◆ Task brief ◆
In your answer, every line of the records should be written out exactly.

[Start of section]

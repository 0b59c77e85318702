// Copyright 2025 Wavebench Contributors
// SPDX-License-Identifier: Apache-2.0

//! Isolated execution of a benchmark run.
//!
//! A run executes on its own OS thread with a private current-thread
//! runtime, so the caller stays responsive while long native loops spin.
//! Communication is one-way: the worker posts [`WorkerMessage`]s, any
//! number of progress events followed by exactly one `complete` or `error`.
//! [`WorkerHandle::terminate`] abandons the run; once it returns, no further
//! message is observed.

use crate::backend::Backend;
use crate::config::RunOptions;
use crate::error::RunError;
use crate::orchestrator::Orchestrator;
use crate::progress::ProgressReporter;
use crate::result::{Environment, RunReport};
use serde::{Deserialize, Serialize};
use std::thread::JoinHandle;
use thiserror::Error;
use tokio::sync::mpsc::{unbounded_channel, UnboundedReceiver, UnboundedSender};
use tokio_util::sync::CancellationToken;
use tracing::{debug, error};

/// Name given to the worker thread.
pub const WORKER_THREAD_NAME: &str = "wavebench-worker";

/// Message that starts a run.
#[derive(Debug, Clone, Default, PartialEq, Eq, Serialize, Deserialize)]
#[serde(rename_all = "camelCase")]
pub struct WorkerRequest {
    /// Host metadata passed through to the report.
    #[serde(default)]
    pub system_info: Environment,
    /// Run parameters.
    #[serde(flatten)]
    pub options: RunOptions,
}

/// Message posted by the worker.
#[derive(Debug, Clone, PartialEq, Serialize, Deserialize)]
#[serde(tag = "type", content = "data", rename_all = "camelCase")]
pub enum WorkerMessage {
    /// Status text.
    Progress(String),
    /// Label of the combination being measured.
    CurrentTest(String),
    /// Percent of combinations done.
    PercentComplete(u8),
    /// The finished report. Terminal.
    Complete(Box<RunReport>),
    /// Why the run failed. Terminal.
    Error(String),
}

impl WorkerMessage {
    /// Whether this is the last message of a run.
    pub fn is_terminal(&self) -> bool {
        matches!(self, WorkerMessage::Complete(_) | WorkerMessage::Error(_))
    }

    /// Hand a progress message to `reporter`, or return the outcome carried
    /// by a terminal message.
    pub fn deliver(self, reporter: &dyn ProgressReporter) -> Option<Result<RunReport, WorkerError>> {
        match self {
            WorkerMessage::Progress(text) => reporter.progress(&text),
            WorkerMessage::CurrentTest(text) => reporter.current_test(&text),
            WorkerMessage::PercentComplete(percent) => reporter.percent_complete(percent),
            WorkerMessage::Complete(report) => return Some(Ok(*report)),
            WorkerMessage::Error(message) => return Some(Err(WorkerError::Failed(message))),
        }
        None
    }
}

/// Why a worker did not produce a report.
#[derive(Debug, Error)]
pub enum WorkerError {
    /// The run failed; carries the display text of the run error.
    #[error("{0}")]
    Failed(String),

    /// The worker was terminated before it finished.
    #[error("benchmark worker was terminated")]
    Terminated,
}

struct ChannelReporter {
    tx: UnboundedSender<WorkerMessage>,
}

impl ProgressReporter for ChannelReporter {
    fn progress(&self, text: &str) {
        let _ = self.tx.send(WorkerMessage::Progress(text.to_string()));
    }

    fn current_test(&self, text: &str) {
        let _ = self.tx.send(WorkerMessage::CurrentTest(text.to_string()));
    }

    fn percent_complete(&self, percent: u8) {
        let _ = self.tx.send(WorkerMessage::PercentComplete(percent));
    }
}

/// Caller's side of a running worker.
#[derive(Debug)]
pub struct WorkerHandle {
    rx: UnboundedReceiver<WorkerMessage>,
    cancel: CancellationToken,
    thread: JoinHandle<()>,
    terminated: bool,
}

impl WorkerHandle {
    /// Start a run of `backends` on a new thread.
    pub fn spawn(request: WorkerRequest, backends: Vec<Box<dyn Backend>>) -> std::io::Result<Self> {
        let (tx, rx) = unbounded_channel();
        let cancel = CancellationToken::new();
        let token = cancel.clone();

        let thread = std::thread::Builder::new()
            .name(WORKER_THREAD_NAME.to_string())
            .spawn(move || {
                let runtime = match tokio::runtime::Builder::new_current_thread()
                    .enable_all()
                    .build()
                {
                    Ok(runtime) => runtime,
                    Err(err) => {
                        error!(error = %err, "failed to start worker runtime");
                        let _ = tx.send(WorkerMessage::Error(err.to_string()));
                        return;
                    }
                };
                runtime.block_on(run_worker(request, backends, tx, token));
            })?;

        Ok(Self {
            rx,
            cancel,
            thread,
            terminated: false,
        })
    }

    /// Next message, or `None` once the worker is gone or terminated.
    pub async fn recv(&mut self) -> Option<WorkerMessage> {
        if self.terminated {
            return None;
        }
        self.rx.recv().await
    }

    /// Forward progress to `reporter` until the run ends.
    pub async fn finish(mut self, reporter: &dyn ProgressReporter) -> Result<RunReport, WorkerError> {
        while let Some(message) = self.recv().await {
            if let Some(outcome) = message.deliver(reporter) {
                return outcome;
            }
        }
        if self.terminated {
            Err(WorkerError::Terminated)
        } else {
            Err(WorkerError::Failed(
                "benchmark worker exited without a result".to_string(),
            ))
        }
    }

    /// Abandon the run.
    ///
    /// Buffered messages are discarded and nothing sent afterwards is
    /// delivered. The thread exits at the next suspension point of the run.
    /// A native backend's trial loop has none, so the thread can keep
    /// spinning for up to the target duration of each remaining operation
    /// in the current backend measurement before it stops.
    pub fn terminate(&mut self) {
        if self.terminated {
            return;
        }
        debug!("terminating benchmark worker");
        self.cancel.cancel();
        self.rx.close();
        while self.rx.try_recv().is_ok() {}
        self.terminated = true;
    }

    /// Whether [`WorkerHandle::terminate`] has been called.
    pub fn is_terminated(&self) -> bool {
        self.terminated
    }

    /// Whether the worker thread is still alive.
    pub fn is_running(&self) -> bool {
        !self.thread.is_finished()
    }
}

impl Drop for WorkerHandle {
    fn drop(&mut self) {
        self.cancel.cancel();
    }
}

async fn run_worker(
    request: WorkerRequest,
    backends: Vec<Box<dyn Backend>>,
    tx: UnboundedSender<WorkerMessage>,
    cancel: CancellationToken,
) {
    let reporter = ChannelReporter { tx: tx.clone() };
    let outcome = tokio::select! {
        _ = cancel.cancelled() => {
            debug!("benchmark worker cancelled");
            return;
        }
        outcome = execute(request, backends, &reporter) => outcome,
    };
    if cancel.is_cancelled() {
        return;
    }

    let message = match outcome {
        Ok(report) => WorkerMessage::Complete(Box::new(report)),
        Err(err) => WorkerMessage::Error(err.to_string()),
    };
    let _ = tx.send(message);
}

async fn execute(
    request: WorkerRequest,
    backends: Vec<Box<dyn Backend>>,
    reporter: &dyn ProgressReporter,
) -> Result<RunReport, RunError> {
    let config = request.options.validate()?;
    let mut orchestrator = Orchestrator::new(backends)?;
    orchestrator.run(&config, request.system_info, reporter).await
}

[End of section]

◆ Exercise response ◆
repository 0b59c77e85318702
// Copyright 2025 Wavebench Contributors
// SPDX-License-Identifier: Apache-2.0

//! Isolated execution of a benchmark run.
//!
//! A run executes on its own OS thread with a private current-thread
//! runtime, so the caller stays responsive while long native loops spin.
//! Communication is one-way: the worker posts [`WorkerMessage`]s, any
//! number of progress events followed by exactly one `complete` or `error`.
//! [`WorkerHandle::terminate`] abandons the run; once it returns, no further
//! message is observed.

use crate::backend::Backend;
use crate::config::RunOptions;
use crate::error::RunError;
use crate::orchestrator::Orchestrator;
use crate::progress::ProgressReporter;
use crate::result::{Environment, RunReport};
use serde::{Deserialize, Serialize};
use std::thread::JoinHandle;
use thiserror::Error;
use tokio::sync::mpsc::{unbounded_channel, UnboundedReceiver, UnboundedSender};
use tokio_util::sync::CancellationToken;
use tracing::{debug, error};

/// Name given to the worker thread.
pub const WORKER_THREAD_NAME: &str = "wavebench-worker";

/// Message that starts a run.
#[derive(Debug, Clone, Default, PartialEq, Eq, Serialize, Deserialize)]
#[serde(rename_all = "camelCase")]
pub struct WorkerRequest {
    /// Host metadata passed through to the report.
    #[serde(default)]
    pub system_info: Environment,
    /// Run parameters.
    #[serde(flatten)]
    pub options: RunOptions,
}

/// Message posted by the worker.
#[derive(Debug, Clone, PartialEq, Serialize, Deserialize)]
#[serde(tag = "type", content = "data", rename_all = "camelCase")]
pub enum WorkerMessage {
    /// Status text.
    Progress(String),
    /// Label of the combination being measured.
    CurrentTest(String),
    /// Percent of combinations done.
    PercentComplete(u8),
    /// The finished report. Terminal.
    Complete(Box<RunReport>),
    /// Why the run failed. Terminal.
    Error(String),
}

impl WorkerMessage {
    /// Whether this is the last message of a run.
    pub fn is_terminal(&self) -> bool {
        matches!(self, WorkerMessage::Complete(_) | WorkerMessage::Error(_))
    }

    /// Hand a progress message to `reporter`, or return the outcome carried
    /// by a terminal message.
    pub fn deliver(self, reporter: &dyn ProgressReporter) -> Option<Result<RunReport, WorkerError>> {
        match self {
            WorkerMessage::Progress(text) => reporter.progress(&text),
            WorkerMessage::CurrentTest(text) => reporter.current_test(&text),
            WorkerMessage::PercentComplete(percent) => reporter.percent_complete(percent),
            WorkerMessage::Complete(report) => return Some(Ok(*report)),
            WorkerMessage::Error(message) => return Some(Err(WorkerError::Failed(message))),
        }
        None
    }
}

/// Why a worker did not produce a report.
#[derive(Debug, Error)]
pub enum WorkerError {
    /// The run failed; carries the display text of the run error.
    #[error("{0}")]
    Failed(String),

    /// The worker was terminated before it finished.
    #[error("benchmark worker was terminated")]
    Terminated,
}

struct ChannelReporter {
    tx: UnboundedSender<WorkerMessage>,
}

impl ProgressReporter for ChannelReporter {
    fn progress(&self, text: &str) {
        let _ = self.tx.send(WorkerMessage::Progress(text.to_string()));
    }

    fn current_test(&self, text: &str) {
        let _ = self.tx.send(WorkerMessage::CurrentTest(text.to_string()));
    }

    fn percent_complete(&self, percent: u8) {
        let _ = self.tx.send(WorkerMessage::PercentComplete(percent));
    }
}

/// Caller's side of a running worker.
#[derive(Debug)]
pub struct WorkerHandle {
    rx: UnboundedReceiver<WorkerMessage>,
    cancel: CancellationToken,
    thread: JoinHandle<()>,
    terminated: bool,
}

impl WorkerHandle {
    /// Start a run of `backends` on a new thread.
    pub fn spawn(request: WorkerRequest, backends: Vec<Box<dyn Backend>>) -> std::io::Result<Self> {
        let (tx, rx) = unbounded_channel();
        let cancel = CancellationToken::new();
        let token = cancel.clone();

        let thread = std::thread::Builder::new()
            .name(WORKER_THREAD_NAME.to_string())
            .spawn(move || {
                let runtime = match tokio::runtime::Builder::new_current_thread()
                    .enable_all()
                    .build()
                {
                    Ok(runtime) => runtime,
                    Err(err) => {
                        error!(error = %err, "failed to start worker runtime");
                        let _ = tx.send(WorkerMessage::Error(err.to_string()));
                        return;
                    }
                };
                runtime.block_on(run_worker(request, backends, tx, token));
            })?;

        Ok(Self {
            rx,
            cancel,
            thread,
            terminated: false,
        })
    }

    /// Next message, or `None` once the worker is gone or terminated.
    pub async fn recv(&mut self) -> Option<WorkerMessage> {
        if self.terminated {
            return None;
        }
        self.rx.recv().await
    }

    /// Forward progress to `reporter` until the run ends.
    pub async fn finish(mut self, reporter: &dyn ProgressReporter) -> Result<RunReport, WorkerError> {
        while let Some(message) = self.recv().await {
            if let Some(outcome) = message.deliver(reporter) {
                return outcome;
            }
        }
        if self.terminated {
            Err(WorkerError::Terminated)
        } else {
            Err(WorkerError::Failed(
                "benchmark worker exited without a result".to_string(),
            ))
        }
    }

    /// Abandon the run.
    ///
    /// Buffered messages are discarded and nothing sent afterwards is
    /// delivered. The thread exits at the next suspension point of the run.
    /// A native backend's trial loop has none, so the thread can keep
    /// spinning for up to the target duration of each remaining operation
    /// in the current backend measurement before it stops.
    pub fn terminate(&mut self) {
        if self.terminated {
            return;
        }
        debug!("terminating benchmark worker");
        self.cancel.cancel();
        self.rx.close();
        while self.rx.try_recv().is_ok() {}
        self.terminated = true;
    }

    /// Whether [`WorkerHandle::terminate`] has been called.
    pub fn is_terminated(&self) -> bool {
        self.terminated
    }

    /// Whether the worker thread is still alive.
    pub fn is_running(&self) -> bool {
        !self.thread.is_finished()
    }
}

impl Drop for WorkerHandle {
    fn drop(&mut self) {
        self.cancel.cancel();
    }
}

async fn run_worker(
    request: WorkerRequest,
    backends: Vec<Box<dyn Backend>>,
    tx: UnboundedSender<WorkerMessage>,
    cancel: CancellationToken,
) {
    let reporter = ChannelReporter { tx: tx.clone() };
    let outcome = tokio::select! {
        _ = cancel.cancelled() => {
            debug!("benchmark worker cancelled");
            return;
        }
        outcome = execute(request, backends, &reporter) => outcome,
    };
    if cancel.is_cancelled() {
        return;
    }

    let message = match outcome {
        Ok(report) => WorkerMessage::Complete(Box::new(report)),
        Err(err) => WorkerMessage::Error(err.to_string()),
    };
    let _ = tx.send(message);
}

async fn execute(
    request: WorkerRequest,
    backends: Vec<Box<dyn Backend>>,
    reporter: &dyn ProgressReporter,
) -> Result<RunReport, RunError> {
    let config = request.options.validate()?;
    let mut orchestrator = Orchestrator::new(backends)?;
    orchestrator.run(&config, request.system_info, reporter).await
}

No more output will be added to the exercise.